The answer consists of one number: how many lines of the data below include the string "counselor".
Start of Source material
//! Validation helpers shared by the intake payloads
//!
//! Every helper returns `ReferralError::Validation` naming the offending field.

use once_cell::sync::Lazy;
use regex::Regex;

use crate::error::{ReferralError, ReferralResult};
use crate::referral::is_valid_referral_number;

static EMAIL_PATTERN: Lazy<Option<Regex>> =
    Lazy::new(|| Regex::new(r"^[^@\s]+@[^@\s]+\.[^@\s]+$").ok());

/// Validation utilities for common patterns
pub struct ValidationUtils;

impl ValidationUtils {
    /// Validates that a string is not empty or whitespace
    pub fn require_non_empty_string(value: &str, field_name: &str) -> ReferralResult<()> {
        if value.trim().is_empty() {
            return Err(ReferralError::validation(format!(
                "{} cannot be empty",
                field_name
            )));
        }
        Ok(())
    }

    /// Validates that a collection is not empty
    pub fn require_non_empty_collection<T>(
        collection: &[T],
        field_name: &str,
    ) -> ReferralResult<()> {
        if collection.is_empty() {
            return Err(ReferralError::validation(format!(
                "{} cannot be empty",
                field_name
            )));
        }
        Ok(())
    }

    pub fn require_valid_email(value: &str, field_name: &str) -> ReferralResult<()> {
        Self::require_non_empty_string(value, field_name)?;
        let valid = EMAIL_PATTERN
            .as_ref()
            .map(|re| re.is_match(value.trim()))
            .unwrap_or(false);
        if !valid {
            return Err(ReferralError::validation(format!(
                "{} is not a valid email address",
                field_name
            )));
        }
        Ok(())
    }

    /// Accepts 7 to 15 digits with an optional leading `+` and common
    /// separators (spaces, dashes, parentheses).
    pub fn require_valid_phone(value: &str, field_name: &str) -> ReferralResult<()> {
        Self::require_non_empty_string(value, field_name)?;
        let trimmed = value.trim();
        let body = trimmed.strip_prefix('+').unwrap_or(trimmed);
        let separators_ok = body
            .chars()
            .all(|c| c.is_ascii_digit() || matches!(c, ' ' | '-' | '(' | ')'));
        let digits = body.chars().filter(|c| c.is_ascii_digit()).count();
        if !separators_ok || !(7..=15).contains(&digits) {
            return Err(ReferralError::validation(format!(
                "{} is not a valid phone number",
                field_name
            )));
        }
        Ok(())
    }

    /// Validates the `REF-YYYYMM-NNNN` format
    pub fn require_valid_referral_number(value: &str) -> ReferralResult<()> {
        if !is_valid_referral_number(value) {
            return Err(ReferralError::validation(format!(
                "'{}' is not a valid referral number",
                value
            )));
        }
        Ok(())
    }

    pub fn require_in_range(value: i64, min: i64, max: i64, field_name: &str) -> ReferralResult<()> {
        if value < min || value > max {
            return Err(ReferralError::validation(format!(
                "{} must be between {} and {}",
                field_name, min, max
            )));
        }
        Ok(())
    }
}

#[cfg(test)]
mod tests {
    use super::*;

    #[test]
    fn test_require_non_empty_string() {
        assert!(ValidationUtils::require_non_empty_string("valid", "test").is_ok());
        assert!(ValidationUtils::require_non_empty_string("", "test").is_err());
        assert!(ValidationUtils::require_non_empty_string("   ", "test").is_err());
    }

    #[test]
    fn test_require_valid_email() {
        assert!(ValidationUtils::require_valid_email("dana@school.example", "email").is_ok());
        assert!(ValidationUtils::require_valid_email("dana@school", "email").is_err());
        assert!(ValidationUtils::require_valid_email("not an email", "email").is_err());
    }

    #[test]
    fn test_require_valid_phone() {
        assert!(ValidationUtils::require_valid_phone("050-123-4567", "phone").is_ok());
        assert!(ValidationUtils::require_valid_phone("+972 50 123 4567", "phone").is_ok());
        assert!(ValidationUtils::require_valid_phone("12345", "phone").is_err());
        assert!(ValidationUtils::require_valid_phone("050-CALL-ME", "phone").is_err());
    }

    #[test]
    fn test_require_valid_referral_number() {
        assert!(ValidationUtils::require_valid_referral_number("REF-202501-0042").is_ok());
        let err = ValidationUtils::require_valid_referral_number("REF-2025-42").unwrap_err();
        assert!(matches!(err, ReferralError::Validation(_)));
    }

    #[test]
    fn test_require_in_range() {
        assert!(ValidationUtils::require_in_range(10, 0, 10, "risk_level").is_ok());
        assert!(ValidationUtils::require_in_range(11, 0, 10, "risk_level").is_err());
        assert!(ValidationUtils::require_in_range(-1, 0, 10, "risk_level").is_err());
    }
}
End of Source material
Start of Source material
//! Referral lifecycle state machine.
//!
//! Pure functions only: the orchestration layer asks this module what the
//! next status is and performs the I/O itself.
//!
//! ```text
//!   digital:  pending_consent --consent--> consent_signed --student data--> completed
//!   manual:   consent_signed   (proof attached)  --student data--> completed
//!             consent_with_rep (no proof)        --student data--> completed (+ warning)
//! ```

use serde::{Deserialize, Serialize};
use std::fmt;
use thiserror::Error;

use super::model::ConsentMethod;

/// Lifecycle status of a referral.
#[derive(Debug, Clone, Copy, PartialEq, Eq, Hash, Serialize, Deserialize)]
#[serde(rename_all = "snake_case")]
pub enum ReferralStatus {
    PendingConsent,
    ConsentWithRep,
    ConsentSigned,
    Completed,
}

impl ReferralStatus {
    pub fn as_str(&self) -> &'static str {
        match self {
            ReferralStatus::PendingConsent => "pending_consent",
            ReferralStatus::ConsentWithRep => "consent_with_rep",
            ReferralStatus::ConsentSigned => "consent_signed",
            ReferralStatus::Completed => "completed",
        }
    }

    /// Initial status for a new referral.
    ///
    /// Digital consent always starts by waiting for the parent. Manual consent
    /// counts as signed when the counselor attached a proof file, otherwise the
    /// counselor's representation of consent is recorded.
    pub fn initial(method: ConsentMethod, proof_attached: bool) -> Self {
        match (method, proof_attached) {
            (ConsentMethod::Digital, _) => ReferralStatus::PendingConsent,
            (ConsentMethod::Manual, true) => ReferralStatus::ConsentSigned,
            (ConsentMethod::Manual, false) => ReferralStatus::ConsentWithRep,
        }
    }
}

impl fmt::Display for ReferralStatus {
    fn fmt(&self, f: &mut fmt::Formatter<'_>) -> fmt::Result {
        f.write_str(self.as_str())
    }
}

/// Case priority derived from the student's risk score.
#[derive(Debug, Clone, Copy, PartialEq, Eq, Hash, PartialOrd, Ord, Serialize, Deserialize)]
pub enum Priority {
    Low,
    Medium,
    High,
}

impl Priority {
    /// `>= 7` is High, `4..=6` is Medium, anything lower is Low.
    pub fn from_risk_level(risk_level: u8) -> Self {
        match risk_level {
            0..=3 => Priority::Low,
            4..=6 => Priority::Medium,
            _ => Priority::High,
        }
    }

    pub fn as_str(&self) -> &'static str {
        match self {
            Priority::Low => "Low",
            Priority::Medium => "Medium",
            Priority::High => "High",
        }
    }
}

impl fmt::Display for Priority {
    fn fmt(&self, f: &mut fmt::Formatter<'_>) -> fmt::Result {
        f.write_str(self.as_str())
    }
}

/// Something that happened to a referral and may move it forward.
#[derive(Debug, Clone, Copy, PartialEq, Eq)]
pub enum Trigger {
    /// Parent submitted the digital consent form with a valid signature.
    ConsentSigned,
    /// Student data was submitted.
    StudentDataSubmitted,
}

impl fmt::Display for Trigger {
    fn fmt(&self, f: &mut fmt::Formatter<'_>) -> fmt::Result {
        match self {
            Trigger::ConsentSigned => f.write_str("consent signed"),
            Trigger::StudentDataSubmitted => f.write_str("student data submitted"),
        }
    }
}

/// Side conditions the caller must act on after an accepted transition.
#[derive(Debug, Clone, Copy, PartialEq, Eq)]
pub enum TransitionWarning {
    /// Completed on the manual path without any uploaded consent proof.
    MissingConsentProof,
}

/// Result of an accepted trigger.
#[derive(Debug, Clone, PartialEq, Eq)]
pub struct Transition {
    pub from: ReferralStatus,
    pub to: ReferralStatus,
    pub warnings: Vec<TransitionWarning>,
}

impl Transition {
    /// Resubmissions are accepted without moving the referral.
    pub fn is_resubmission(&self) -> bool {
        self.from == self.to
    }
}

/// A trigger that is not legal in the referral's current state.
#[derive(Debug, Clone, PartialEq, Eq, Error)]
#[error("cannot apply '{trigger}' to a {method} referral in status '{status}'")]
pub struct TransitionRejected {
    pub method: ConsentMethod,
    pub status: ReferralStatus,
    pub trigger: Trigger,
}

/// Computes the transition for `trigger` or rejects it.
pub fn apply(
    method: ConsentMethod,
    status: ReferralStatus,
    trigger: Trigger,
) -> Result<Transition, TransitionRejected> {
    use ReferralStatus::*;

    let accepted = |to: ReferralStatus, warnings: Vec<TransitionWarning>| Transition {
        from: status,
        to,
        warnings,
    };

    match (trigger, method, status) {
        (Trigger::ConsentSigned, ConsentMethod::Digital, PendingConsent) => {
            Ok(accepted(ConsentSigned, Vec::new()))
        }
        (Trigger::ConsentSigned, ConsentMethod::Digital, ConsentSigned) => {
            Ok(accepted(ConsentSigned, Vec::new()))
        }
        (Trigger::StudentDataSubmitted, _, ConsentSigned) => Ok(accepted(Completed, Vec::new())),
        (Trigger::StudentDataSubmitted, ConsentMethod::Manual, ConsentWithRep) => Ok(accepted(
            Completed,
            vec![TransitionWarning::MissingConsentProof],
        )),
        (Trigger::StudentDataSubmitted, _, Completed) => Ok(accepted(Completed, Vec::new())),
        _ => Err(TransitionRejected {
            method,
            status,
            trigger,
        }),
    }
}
End of Source material
### Task output
2